▶ _YOUR TASK_
Could you output the complete listing given below exactly?

▶ _DATA EXCERPTS_

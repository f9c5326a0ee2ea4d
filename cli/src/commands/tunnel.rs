//! Tunnel commands - manage and run SSH port-forwards.
//!
//! Running tunnels belong to the process that started them, so `start` and
//! `up` stay in the foreground and poll until the tunnels exit.

use std::thread;

use anyhow::{bail, Result};
use portpilot_core::{Error, TunnelDefinition, TunnelStatus};
use serde::Serialize;

use super::{print_json, Context};

/// Fields of `tunnel add`.
pub struct NewTunnel {
    pub name: String,
    pub user: String,
    pub host: String,
    pub local_port: u16,
    pub remote_port: u16,
    pub key: Option<String>,
}

#[derive(Serialize)]
struct TunnelRow {
    #[serde(flatten)]
    definition: TunnelDefinition,
    status: TunnelStatus,
}

fn require(ctx: &Context, name: &str) -> Result<TunnelDefinition> {
    ctx.engine
        .tunnels()
        .get(name)
        .cloned()
        .ok_or_else(|| Error::TunnelNotFound(name.to_string()).into())
}

fn rows(ctx: &mut Context) -> Vec<TunnelRow> {
    let statuses = ctx.engine.tunnel_statuses();
    let tunnels = ctx.engine.tunnels();
    statuses
        .into_iter()
        .filter_map(|(name, status)| {
            tunnels.get(&name).cloned().map(|definition| TunnelRow { definition, status })
        })
        .collect()
}

pub fn list(ctx: &mut Context) -> Result<()> {
    let rows = rows(ctx);

    if ctx.json {
        return print_json(&rows);
    }

    if rows.is_empty() {
        println!("No tunnels defined.");
        return Ok(());
    }

    println!(
        "{:<16} {:<32} {:<8} {:<8} {:<8} KEY",
        "NAME", "DESTINATION", "LOCAL", "REMOTE", "ENABLED"
    );
    println!("{}", "-".repeat(90));

    for row in &rows {
        let def = &row.definition;
        println!(
            "{:<16} {:<32} {:<8} {:<8} {:<8} {}",
            def.name,
            def.destination(),
            def.local_port,
            def.remote_port,
            if def.enabled { "yes" } else { "no" },
            def.ssh_key.as_deref().unwrap_or("-")
        );
    }
    Ok(())
}

pub fn add(ctx: &mut Context, new: NewTunnel) -> Result<()> {
    let mut def = TunnelDefinition::new(
        new.name,
        new.user,
        new.host,
        new.local_port,
        new.remote_port,
    );
    def.ssh_key = new.key;

    let name = def.name.clone();
    if !ctx.engine.tunnels_mut().add(def)? {
        bail!("Tunnel '{}' already exists", name);
    }

    println!("Added tunnel '{}'", name);
    Ok(())
}

pub fn remove(ctx: &mut Context, name: &str) -> Result<()> {
    if !ctx.engine.tunnels_mut().remove(name)? {
        return Err(Error::TunnelNotFound(name.to_string()).into());
    }

    println!("Removed tunnel '{}'", name);
    Ok(())
}

pub fn start(ctx: &mut Context, name: &str) -> Result<()> {
    let def = require(ctx, name)?;

    if ctx.engine.tunnels_mut().start(name)? != TunnelStatus::Running {
        bail!("Failed to start tunnel '{}'", name);
    }

    println!(
        "Tunnel '{}' running: localhost:{} -> {}:{} (Ctrl-C to stop)",
        name,
        def.local_port,
        def.remote_host,
        def.remote_port
    );

    supervise(ctx, vec![name.to_string()])
}

pub fn stop(ctx: &mut Context, name: &str) -> Result<()> {
    let mut def = require(ctx, name)?;
    let tunnels = ctx.engine.tunnels_mut();

    tunnels.stop(name)?;

    // Nothing ran in this process, but a later `up` should skip it
    if def.enabled {
        def.enabled = false;
        tunnels.update(name, def)?;
    }

    println!("Tunnel '{}' stopped", name);
    Ok(())
}

pub fn status(ctx: &mut Context, name: Option<&str>) -> Result<()> {
    let rows: Vec<TunnelRow> = match name {
        Some(name) => {
            let definition = require(ctx, name)?;
            let status = ctx.engine.tunnels_mut().status(name);
            vec![TunnelRow { definition, status }]
        }
        None => rows(ctx),
    };

    if ctx.json {
        return print_json(&rows);
    }

    for row in &rows {
        let enabled = if row.definition.enabled { " (enabled)" } else { "" };
        println!("{:<16} {}{}", row.definition.name, row.status, enabled);
    }
    Ok(())
}

pub fn up(ctx: &mut Context) -> Result<()> {
    let started = ctx.engine.tunnels_mut().start_enabled();

    if started.is_empty() {
        println!("No enabled tunnels.");
        return Ok(());
    }

    let mut running = Vec::new();
    for (name, status) in started {
        println!("{:<16} {}", name, status);
        if status == TunnelStatus::Running {
            running.push(name);
        }
    }

    if running.is_empty() {
        bail!("No tunnel could be started");
    }

    supervise(ctx, running)
}

/// Poll `names` every refresh interval until none is running.
fn supervise(ctx: &mut Context, mut names: Vec<String>) -> Result<()> {
    let interval = ctx.engine.settings().refresh_interval();
    let mut exited = Vec::new();

    while !names.is_empty() {
        thread::sleep(interval);

        let tunnels = ctx.engine.tunnels_mut();
        names.retain(|name| match tunnels.status(name) {
            TunnelStatus::Running => true,
            status => {
                eprintln!("Tunnel '{}' exited ({})", name, status);
                exited.push(name.clone());
                false
            }
        });
    }

    bail!("Tunnel(s) exited: {}", exited.join(", "))
}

▶ _SOLUTION_
repository f9c5326a0ee2ea4d
filename cli/src/commands/tunnel.rs
//! Tunnel commands - manage and run SSH port-forwards.
//!
//! Running tunnels belong to the process that started them, so `start` and
//! `up` stay in the foreground and poll until the tunnels exit.

use std::thread;

use anyhow::{bail, Result};
use portpilot_core::{Error, TunnelDefinition, TunnelStatus};
use serde::Serialize;

use super::{print_json, Context};

/// Fields of `tunnel add`.
pub struct NewTunnel {
    pub name: String,
    pub user: String,
    pub host: String,
    pub local_port: u16,
    pub remote_port: u16,
    pub key: Option<String>,
}

#[derive(Serialize)]
struct TunnelRow {
    #[serde(flatten)]
    definition: TunnelDefinition,
    status: TunnelStatus,
}

fn require(ctx: &Context, name: &str) -> Result<TunnelDefinition> {
    ctx.engine
        .tunnels()
        .get(name)
        .cloned()
        .ok_or_else(|| Error::TunnelNotFound(name.to_string()).into())
}

fn rows(ctx: &mut Context) -> Vec<TunnelRow> {
    let statuses = ctx.engine.tunnel_statuses();
    let tunnels = ctx.engine.tunnels();
    statuses
        .into_iter()
        .filter_map(|(name, status)| {
            tunnels.get(&name).cloned().map(|definition| TunnelRow { definition, status })
        })
        .collect()
}

pub fn list(ctx: &mut Context) -> Result<()> {
    let rows = rows(ctx);

    if ctx.json {
        return print_json(&rows);
    }

    if rows.is_empty() {
        println!("No tunnels defined.");
        return Ok(());
    }

    println!(
        "{:<16} {:<32} {:<8} {:<8} {:<8} KEY",
        "NAME", "DESTINATION", "LOCAL", "REMOTE", "ENABLED"
    );
    println!("{}", "-".repeat(90));

    for row in &rows {
        let def = &row.definition;
        println!(
            "{:<16} {:<32} {:<8} {:<8} {:<8} {}",
            def.name,
            def.destination(),
            def.local_port,
            def.remote_port,
            if def.enabled { "yes" } else { "no" },
            def.ssh_key.as_deref().unwrap_or("-")
        );
    }
    Ok(())
}

pub fn add(ctx: &mut Context, new: NewTunnel) -> Result<()> {
    let mut def = TunnelDefinition::new(
        new.name,
        new.user,
        new.host,
        new.local_port,
        new.remote_port,
    );
    def.ssh_key = new.key;

    let name = def.name.clone();
    if !ctx.engine.tunnels_mut().add(def)? {
        bail!("Tunnel '{}' already exists", name);
    }

    println!("Added tunnel '{}'", name);
    Ok(())
}

pub fn remove(ctx: &mut Context, name: &str) -> Result<()> {
    if !ctx.engine.tunnels_mut().remove(name)? {
        return Err(Error::TunnelNotFound(name.to_string()).into());
    }

    println!("Removed tunnel '{}'", name);
    Ok(())
}

pub fn start(ctx: &mut Context, name: &str) -> Result<()> {
    let def = require(ctx, name)?;

    if ctx.engine.tunnels_mut().start(name)? != TunnelStatus::Running {
        bail!("Failed to start tunnel '{}'", name);
    }

    println!(
        "Tunnel '{}' running: localhost:{} -> {}:{} (Ctrl-C to stop)",
        name,
        def.local_port,
        def.remote_host,
        def.remote_port
    );

    supervise(ctx, vec![name.to_string()])
}

pub fn stop(ctx: &mut Context, name: &str) -> Result<()> {
    let mut def = require(ctx, name)?;
    let tunnels = ctx.engine.tunnels_mut();

    tunnels.stop(name)?;

    // Nothing ran in this process, but a later `up` should skip it
    if def.enabled {
        def.enabled = false;
        tunnels.update(name, def)?;
    }

    println!("Tunnel '{}' stopped", name);
    Ok(())
}

pub fn status(ctx: &mut Context, name: Option<&str>) -> Result<()> {
    let rows: Vec<TunnelRow> = match name {
        Some(name) => {
            let definition = require(ctx, name)?;
            let status = ctx.engine.tunnels_mut().status(name);
            vec![TunnelRow { definition, status }]
        }
        None => rows(ctx),
    };

    if ctx.json {
        return print_json(&rows);
    }

    for row in &rows {
        let enabled = if row.definition.enabled { " (enabled)" } else { "" };
        println!("{:<16} {}{}", row.definition.name, row.status, enabled);
    }
    Ok(())
}

pub fn up(ctx: &mut Context) -> Result<()> {
    let started = ctx.engine.tunnels_mut().start_enabled();

    if started.is_empty() {
        println!("No enabled tunnels.");
        return Ok(());
    }

    let mut running = Vec::new();
    for (name, status) in started {
        println!("{:<16} {}", name, status);
        if status == TunnelStatus::Running {
            running.push(name);
        }
    }

    if running.is_empty() {
        bail!("No tunnel could be started");
    }

    supervise(ctx, running)
}

/// Poll `names` every refresh interval until none is running.
fn supervise(ctx: &mut Context, mut names: Vec<String>) -> Result<()> {
    let interval = ctx.engine.settings().refresh_interval();
    let mut exited = Vec::new();

    while !names.is_empty() {
        thread::sleep(interval);

        let tunnels = ctx.engine.tunnels_mut();
        names.retain(|name| match tunnels.status(name) {
            TunnelStatus::Running => true,
            status => {
                eprintln!("Tunnel '{}' exited ({})", name, status);
                exited.push(name.clone());
                false
            }
        });
    }

    bail!("Tunnel(s) exited: {}", exited.join(", "))
}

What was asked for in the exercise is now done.